[ACTIVITY]
Transcribe the stretch of entries below from the line with "let inherited = Baseline::new(1000);" through the line with "fn with_captured_logs<T>(f: impl", exactly and with both ends included; leave out all other lines.

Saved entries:
//! Allocator: turns (kind, inherited baseline) into an [`Allocation`].
//!
//! A container renders at `inherited + LEVEL_INCREMENT + offset` and hands
//! that same value down as the baseline for everything nested inside it. A
//! consumer renders at `inherited + offset` and publishes nothing. The
//! computation reads only its two arguments and the (immutable) registry.

use std::fmt;

use crate::registry::{ConsumerKind, ContainerKind, OffsetRegistry, ZIndexKind, LEVEL_INCREMENT};

// ---------------------------------------------------------------------------
// Baseline
// ---------------------------------------------------------------------------

/// Stacking priority inherited from the nearest enclosing container.
///
/// Stored as `u64` but only constructible from a `u32`: each nesting level
/// adds less than `2 * LEVEL_INCREMENT`, so starting from any accepted value
/// the sum stays below `u64::MAX` for more than 9 * 10^15 levels.
#[derive(Debug, Clone, Copy, Default, PartialEq, Eq, PartialOrd, Ord, Hash)]
pub struct Baseline(u64);

impl Baseline {
    /// Baseline of an element with no enclosing container.
    pub const ROOT: Baseline = Baseline(0);

    /// Largest baseline accepted from outside the allocator.
    pub const MAX_ACCEPTED: Baseline = Baseline(u32::MAX as u64);

    pub const fn new(value: u32) -> Self {
        Self(value as u64)
    }

    pub const fn value(self) -> u64 {
        self.0
    }
}

impl From<u32> for Baseline {
    fn from(value: u32) -> Self {
        Self::new(value)
    }
}

impl fmt::Display for Baseline {
    fn fmt(&self, f: &mut fmt::Formatter<'_>) -> fmt::Result {
        write!(f, "{}", self.0)
    }
}

// ---------------------------------------------------------------------------
// Allocation
// ---------------------------------------------------------------------------

/// Result of allocating one render position.
#[derive(Debug, Clone, Copy, PartialEq, Eq, Hash)]
pub enum Allocation {
    /// A container renders at `priority` and publishes `child_baseline`.
    Container { priority: u64, child_baseline: Baseline },
    /// A consumer renders at `priority` and publishes nothing.
    Consumer { priority: u64 },
}

impl Allocation {
    /// The priority the calling element renders at.
    pub fn priority(self) -> u64 {
        match self {
            Allocation::Container { priority, .. } | Allocation::Consumer { priority } => priority,
        }
    }

    /// The baseline to hand to descendants, for containers only.
    pub fn child_baseline(self) -> Option<Baseline> {
        match self {
            Allocation::Container { child_baseline, .. } => Some(child_baseline),
            Allocation::Consumer { .. } => None,
        }
    }
}

/// Baseline published by a container with `offset`.
fn nest(inherited: Baseline, offset: u32) -> Baseline {
    Baseline(inherited.0 + u64::from(LEVEL_INCREMENT) + u64::from(offset))
}

/// Priority of a consumer with `offset`.
fn place(inherited: Baseline, offset: u32) -> u64 {
    inherited.0 + u64::from(offset)
}

fn allocate_with_offset(kind: ZIndexKind, offset: u32, inherited: Baseline) -> Allocation {
    match kind {
        ZIndexKind::Container(_) => {
            let child = nest(inherited, offset);
            Allocation::Container {
                priority: child.0,
                child_baseline: child,
            }
        }
        ZIndexKind::Consumer(_) => Allocation::Consumer {
            priority: place(inherited, offset),
        },
    }
}

/// Allocate against the standard offsets.
///
/// ```
/// use stackorder::{allocate, Baseline, ConsumerKind, ContainerKind};
///
/// let modal = allocate(ContainerKind::Modal, Baseline::ROOT);
/// assert_eq!(modal.priority(), 1000);
///
/// let inner = modal.child_baseline().unwrap();
/// assert_eq!(allocate(ConsumerKind::SelectLike, inner).priority(), 1050);
/// ```
pub fn allocate(kind: impl Into<ZIndexKind>, inherited: Baseline) -> Allocation {
    let kind = kind.into();
    let offset = match kind {
        ZIndexKind::Container(kind) => kind.base_offset(),
        ZIndexKind::Consumer(kind) => kind.base_offset(),
    };
    allocate_with_offset(kind, offset, inherited)
}

// ---------------------------------------------------------------------------
// Allocator
// ---------------------------------------------------------------------------

/// Allocates priorities against a specific [`OffsetRegistry`].
#[derive(Debug, Clone, Default, PartialEq, Eq)]
pub struct Allocator {
    registry: OffsetRegistry,
}

impl Allocator {
    pub fn new(registry: OffsetRegistry) -> Self {
        Self { registry }
    }

    /// Allocator over the standard registry.
    pub fn standard() -> Self {
        Self::default()
    }

    pub fn registry(&self) -> &OffsetRegistry {
        &self.registry
    }

    /// Allocate one render position.
    pub fn allocate(&self, kind: impl Into<ZIndexKind>, inherited: Baseline) -> Allocation {
        let kind = kind.into();
        allocate_with_offset(kind, self.registry.offset_for(kind), inherited)
    }

    /// Container allocation as `(priority, child_baseline)`.
    pub fn container(&self, kind: ContainerKind, inherited: Baseline) -> (u64, Baseline) {
        let child = nest(inherited, self.registry.container_offset(kind));
        (child.value(), child)
    }

    /// Consumer priority.
    pub fn consumer(&self, kind: ConsumerKind, inherited: Baseline) -> u64 {
        place(inherited, self.registry.consumer_offset(kind))
    }

    /// Allocate, honouring an explicit z-index when the element carries one.
    ///
    /// With `Some(z)` the element renders at `z`, and a container also
    /// publishes `z` to its descendants. `None` is plain [`allocate`](Self::allocate).
    pub fn allocate_custom(
        &self,
        kind: impl Into<ZIndexKind>,
        inherited: Baseline,
        custom: Option<u32>,
    ) -> Allocation {
        let kind = kind.into();
        let Some(z) = custom else {
            return self.allocate(kind, inherited);
        };
        let z = Baseline::new(z);
        if z < inherited {
            tracing::warn!(
                %kind,
                z_index = z.value(),
                baseline = inherited.value(),
                "custom z-index is below the enclosing container and will paint beneath it"
            );
        }
        match kind {
            ZIndexKind::Container(_) => Allocation::Container {
                priority: z.value(),
                child_baseline: z,
            },
            ZIndexKind::Consumer(_) => Allocation::Consumer { priority: z.value() },
        }
    }
}

#[cfg(test)]
mod tests {
    use std::io;
    use std::sync::{Arc, Mutex};

    use tracing_subscriber::fmt::MakeWriter;

    use super::*;

    fn registry_with(container: (ContainerKind, u32), consumer: (ConsumerKind, u32)) -> Allocator {
        let registry = OffsetRegistry::builder()
            .container(container.0, container.1)
            .consumer(consumer.0, consumer.1)
            .build()
            .unwrap();
        Allocator::new(registry)
    }

    #[test]
    fn consumer_at_root_is_its_offset() {
        let allocator = registry_with((ContainerKind::Modal, 0), (ConsumerKind::Tooltip, 7));
        let allocation = allocator.allocate(ConsumerKind::Tooltip, Baseline::ROOT);
        assert_eq!(allocation, Allocation::Consumer { priority: 7 });
        assert_eq!(allocation.child_baseline(), None);
    }

    #[test]
    fn container_priority_equals_child_baseline() {
        let allocator = registry_with((ContainerKind::Drawer, 50), (ConsumerKind::Tooltip, 7));
        let allocation = allocator.allocate(ContainerKind::Drawer, Baseline::ROOT);
        assert_eq!(
            allocation,
            Allocation::Container {
                priority: 1050,
                child_baseline: Baseline::new(1050),
            }
        );
        let nested = allocator.allocate(ConsumerKind::Tooltip, Baseline::new(1050));
        assert_eq!(nested.priority(), 1057);
    }

    #[test]
    fn free_function_matches_standard_allocator() {
        let allocator = Allocator::standard();
        for baseline in [0, 1, 1070, 42_000].map(Baseline::new) {
            for kind in ContainerKind::ALL {
                assert_eq!(allocate(kind, baseline), allocator.allocate(kind, baseline));
            }
            for kind in ConsumerKind::ALL {
                assert_eq!(allocate(kind, baseline), allocator.allocate(kind, baseline));
            }
        }
    }

    #[test]
    fn typed_helpers_agree_with_allocate() {
        let allocator = Allocator::standard();
        let inherited = Baseline::new(2140);
        for kind in ContainerKind::ALL {
            let (priority, child) = allocator.container(kind, inherited);
            let allocation = allocator.allocate(kind, inherited);
            assert_eq!(allocation.priority(), priority);
            assert_eq!(allocation.child_baseline(), Some(child));
        }
        for kind in ConsumerKind::ALL {
            assert_eq!(
                allocator.consumer(kind, inherited),
                allocator.allocate(kind, inherited).priority()
            );
        }
    }

    #[test]
    fn child_baseline_strictly_increases() {
        let allocator = Allocator::standard();
        for kind in ContainerKind::ALL {
            let inherited = Baseline::new(3000);
            let (_, child) = allocator.container(kind, inherited);
            assert!(child > inherited);
        }
    }

    #[test]
    fn nesting_stays_ordered_at_largest_accepted_baseline() {
        let allocator = Allocator::standard();
        for kind in ContainerKind::ALL {
            let (_, child) = allocator.container(kind, Baseline::MAX_ACCEPTED);
            let (_, grandchild) = allocator.container(kind, child);
            assert!(child > Baseline::MAX_ACCEPTED);
            assert!(grandchild > child);
            assert_eq!(
                grandchild.value() - child.value(),
                u64::from(LEVEL_INCREMENT + kind.base_offset())
            );
        }

        let (_, inside) = allocator.container(ContainerKind::Modal, Baseline::MAX_ACCEPTED);
        let menu = allocator.consumer(ConsumerKind::Menu, inside);
        let tooltip = allocator.consumer(ConsumerKind::Tooltip, inside);
        assert_ne!(menu, tooltip);
        assert_eq!(tooltip - menu, 5);
        assert_eq!(menu, u64::from(u32::MAX) + 1000 + 65);
    }

    #[test]
    fn baseline_from_u32() {
        assert_eq!(Baseline::from(u32::MAX), Baseline::MAX_ACCEPTED);
        assert_eq!(Baseline::MAX_ACCEPTED.value(), 4_294_967_295);
    }

    #[test]
    fn custom_none_falls_through() {
        let allocator = Allocator::standard();
        let inherited = Baseline::new(1000);
        assert_eq!(
            allocator.allocate_custom(ContainerKind::Tour, inherited, None),
            allocator.allocate(ContainerKind::Tour, inherited)
        );
    }

    #[test]
    fn custom_container_publishes_custom_value() {
        let allocator = Allocator::standard();
        let allocation = allocator.allocate_custom(ContainerKind::Modal, Baseline::ROOT, Some(2500));
        assert_eq!(allocation.priority(), 2500);
        assert_eq!(allocation.child_baseline(), Some(Baseline::new(2500)));
    }

    #[test]
    fn custom_consumer_ignores_baseline() {
        let allocator = Allocator::standard();
        let allocation = allocator.allocate_custom(ConsumerKind::Dropdown, Baseline::new(4000), Some(12));
        assert_eq!(allocation, Allocation::Consumer { priority: 12 });
    }

    /// Collects formatted log output from a scoped subscriber.
    #[derive(Clone, Default)]
    struct CapturedLogs(Arc<Mutex<Vec<u8>>>);

    impl CapturedLogs {
        fn text(&self) -> String {
            String::from_utf8(self.0.lock().unwrap().clone()).unwrap()
        }
    }

    impl io::Write for CapturedLogs {
        fn write(&mut self, buf: &[u8]) -> io::Result<usize> {
            self.0.lock().unwrap().extend_from_slice(buf);
            Ok(buf.len())
        }

        fn flush(&mut self) -> io::Result<()> {
            Ok(())
        }
    }

    impl<'a> MakeWriter<'a> for CapturedLogs {
        type Writer = CapturedLogs;

        fn make_writer(&'a self) -> Self::Writer {
            self.clone()
        }
    }

    fn with_captured_logs<T>(f: impl FnOnce() -> T) -> (T, String) {
        let logs = CapturedLogs::default();
        let subscriber = tracing_subscriber::fmt()
            .with_writer(logs.clone())
            .with_ansi(false)
            .with_max_level(tracing::Level::WARN)
            .finish();
        let result = tracing::subscriber::with_default(subscriber, f);
        (result, logs.text())
    }

    #[test]
    fn custom_below_baseline_is_kept_and_warned() {
        let allocator = Allocator::standard();
        let (allocation, logs) = with_captured_logs(|| {
            allocator.allocate_custom(ContainerKind::Popover, Baseline::new(1000), Some(10))
        });
        assert_eq!(
            allocation,
            Allocation::Container {
                priority: 10,
                child_baseline: Baseline::new(10),
            }
        );
        assert!(logs.contains("WARN"), "logs: {logs}");
        assert!(logs.contains("will paint beneath it"), "logs: {logs}");
        assert!(logs.contains("baseline=1000"), "logs: {logs}");
    }

    #[test]
    fn custom_at_or_above_baseline_is_silent() {
        let allocator = Allocator::standard();
        let (allocation, logs) = with_captured_logs(|| {
            allocator.allocate_custom(ConsumerKind::Menu, Baseline::new(1000), Some(1000))
        });
        assert_eq!(allocation.priority(), 1000);
        assert!(logs.is_empty(), "logs: {logs}");
    }

    #[test]
    fn baseline_display() {
        assert_eq!(Baseline::new(1070).to_string(), "1070");
        assert_eq!(Baseline::default(), Baseline::ROOT);
    }
}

[FINISHED EXERCISE]
        let inherited = Baseline::new(1000);
        assert_eq!(
            allocator.allocate_custom(ContainerKind::Tour, inherited, None),
            allocator.allocate(ContainerKind::Tour, inherited)
        );
    }

    #[test]
    fn custom_container_publishes_custom_value() {
        let allocator = Allocator::standard();
        let allocation = allocator.allocate_custom(ContainerKind::Modal, Baseline::ROOT, Some(2500));
        assert_eq!(allocation.priority(), 2500);
        assert_eq!(allocation.child_baseline(), Some(Baseline::new(2500)));
    }

    #[test]
    fn custom_consumer_ignores_baseline() {
        let allocator = Allocator::standard();
        let allocation = allocator.allocate_custom(ConsumerKind::Dropdown, Baseline::new(4000), Some(12));
        assert_eq!(allocation, Allocation::Consumer { priority: 12 });
    }

    /// Collects formatted log output from a scoped subscriber.
    #[derive(Clone, Default)]
    struct CapturedLogs(Arc<Mutex<Vec<u8>>>);

    impl CapturedLogs {
        fn text(&self) -> String {
            String::from_utf8(self.0.lock().unwrap().clone()).unwrap()
        }
    }

    impl io::Write for CapturedLogs {
        fn write(&mut self, buf: &[u8]) -> io::Result<usize> {
            self.0.lock().unwrap().extend_from_slice(buf);
            Ok(buf.len())
        }

        fn flush(&mut self) -> io::Result<()> {
            Ok(())
        }
    }

    impl<'a> MakeWriter<'a> for CapturedLogs {
        type Writer = CapturedLogs;

        fn make_writer(&'a self) -> Self::Writer {
            self.clone()
        }
    }

    fn with_captured_logs<T>(f: impl FnOnce() -> T) -> (T, String) {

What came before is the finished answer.